Paul Resnick is a Professor at the University of Michigan School of Information. He previously worked as a researcher at AT&T Labs and AT&T Bell Labs, and as an Assistant Professor at the MIT Sloan School of Management. Professor Resnick's research focuses on SocioTechnical Capital, productive social relations that are enabled by the ongoing use of information and communication technology. His current projects include analyzing and designing reputation systems that help maintain trust among strangers online, convening technologies, and ride share coordination services. His articles have appeared in Scientific American, Wired, and many other publications. He holds Master's and Ph.D. degrees in Electrical Engineering and Computer Science from MIT, and a Bachelor's degree in Mathematics from the University of Michigan.

Jeff Ubois

Jeff Ubois is a staff research associate at UC Berkeley's School of Information Management and Systems, and a co-chair of the Association of Moving Image Archivists' Television Interest Group.
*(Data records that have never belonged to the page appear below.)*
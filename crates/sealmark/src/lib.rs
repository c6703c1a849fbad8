//! # Sealmark
//!
//! Signed, tamper-evident watermarks hidden in the pixel data of an image.
//!
//! ## Overview
//!
//! A caller hands over a decoded RGBA pixel grid, a payload mapping and a
//! P-256 key pair. Sealmark signs the canonical form of the payload, bundles
//! payload + signature + public key into a JSON envelope and writes it into
//! the least-significant bits of the red, green and blue channels. Anyone
//! holding the pixels can later extract the envelope and check that it was
//! signed by the embedded key (or by one of a set of trusted keys).
//!
//! The payload is not confidential: the scheme only protects authenticity.
//! Any lossy re-encode, resize or single bit flip in the watermark region
//! makes verification fail.
//!
//! ## Usage
//!
//! ```rust
//! use sealmark::{KeyPair, PixelGrid, WatermarkPayload, WatermarkService};
//!
//! let keypair = KeyPair::generate();
//! let service = WatermarkService::default();
//!
//! let mut grid = PixelGrid::filled(400, 400, [220, 20, 20, 180]);
//! let payload = WatermarkPayload::for_content("Co", "2025-08-20", b"contract.pdf bytes");
//!
//! service.create_signed_watermark(&mut grid, &payload, &keypair).unwrap();
//!
//! let result = service.verify_watermark(&grid);
//! assert!(result.valid);
//! assert_eq!(result.payload, Some(payload));
//! ```
//!
//! ## Re-exports
//!
//! - `sealmark::core` - Keys, canonical encoding, bit and pixel codecs

pub mod config;
pub mod error;
pub mod service;
pub mod verdict;

// Re-export component crate
pub use sealmark_core as core;

// Re-export main types for convenience
pub use config::{WatermarkConfig, DEFAULT_MAX_ENVELOPE_BYTES};
pub use error::{Result, WatermarkError};
pub use service::{EmbedReport, WatermarkService};
pub use verdict::{Rejection, VerificationResult, REASON_VALID};

// Re-export commonly used core types
pub use sealmark_core::{
    canonicalize, CanonicalBytes, CoreError, KeyPair, PixelGrid, PublicKey, SignedEnvelope,
    WatermarkPayload,
};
He writes about issues in television archiving and digital video at http://www.archival.tv. In addition, Mr. Ubois is an analyst with Ferris Research, a San Francisco-based consulting group that specializes in email and collaborative software, and a columnist for Messaging News. He began reporting on the Internet in the mid-1980s, and has written for Internet World, Upside, Information Week, the Economist Intelligence Unit, CFO, Digital Media, MacWEEK, Asiaweek, ENT, Midrange Systems, Wired, the New York Times Syndicate, Asiamoney, The Japan Times Weekly, .inc, Technology Access, Computer Security News, Federal Computer Week, and Bloomberg Business News, among others.

Keith Teare

Keith Teare has started or co-started many successful companies. He was the founder of RealNames Corporation in 1997; co-founder of The EasyNet Group in 1994; founder of cScape in 1984 — now part of UK public company NetB2B2; investor and chairman of Ivan Pope’s NetNames in 1996 —now part of UK public company, Group NBT plc. He was also co-founder of CYBERIA, the world’s first Internet Cafe chain, in 1994. Mr. Teare is a board member of SnapNames Corporation and a member of the public policy advisory board at VeriSign. He was a winner of the British Telecom award for Internet Innovation, London 1995, on behalf of CYBERIA Café. Keith is a Computerworld-Smithsonian Laureate: he won the Award for Innovation in Science & Technology, in 2001. Mr. Teare is General Partner at Archimedes Ventures, publisher of the TechCrunch blog.

Nico Popp

Nico Popp is the Vice President of Advanced Products in VeriSign's Security Services business unit. He leads VeriSign's efforts in developing new products and services. Prior to VeriSign, he was RealNames Corporation's chief technical officer from 1997 to 2002. He led the engineering team that designed and built the first version of the Keyword system, and continues to work actively within the IETF and W3C to define and build a standard protocol for human-friendly name resolution. Prior to joining RealNames, he was engineering manager and director for WebObjects at NeXT Software and Apple Computer. While at NeXT, he designed and implemented real-time automation and speech recognition software for the NeXT factory. Mr. Popp began his career as an automatic control engineer for Avions Marcel Dassault, where he designed and implemented automatic pilot prototypes. He earned a master of science degree in robotics from Stanford University, and a bachelors degree in aeronautics from Sup'Aero, France.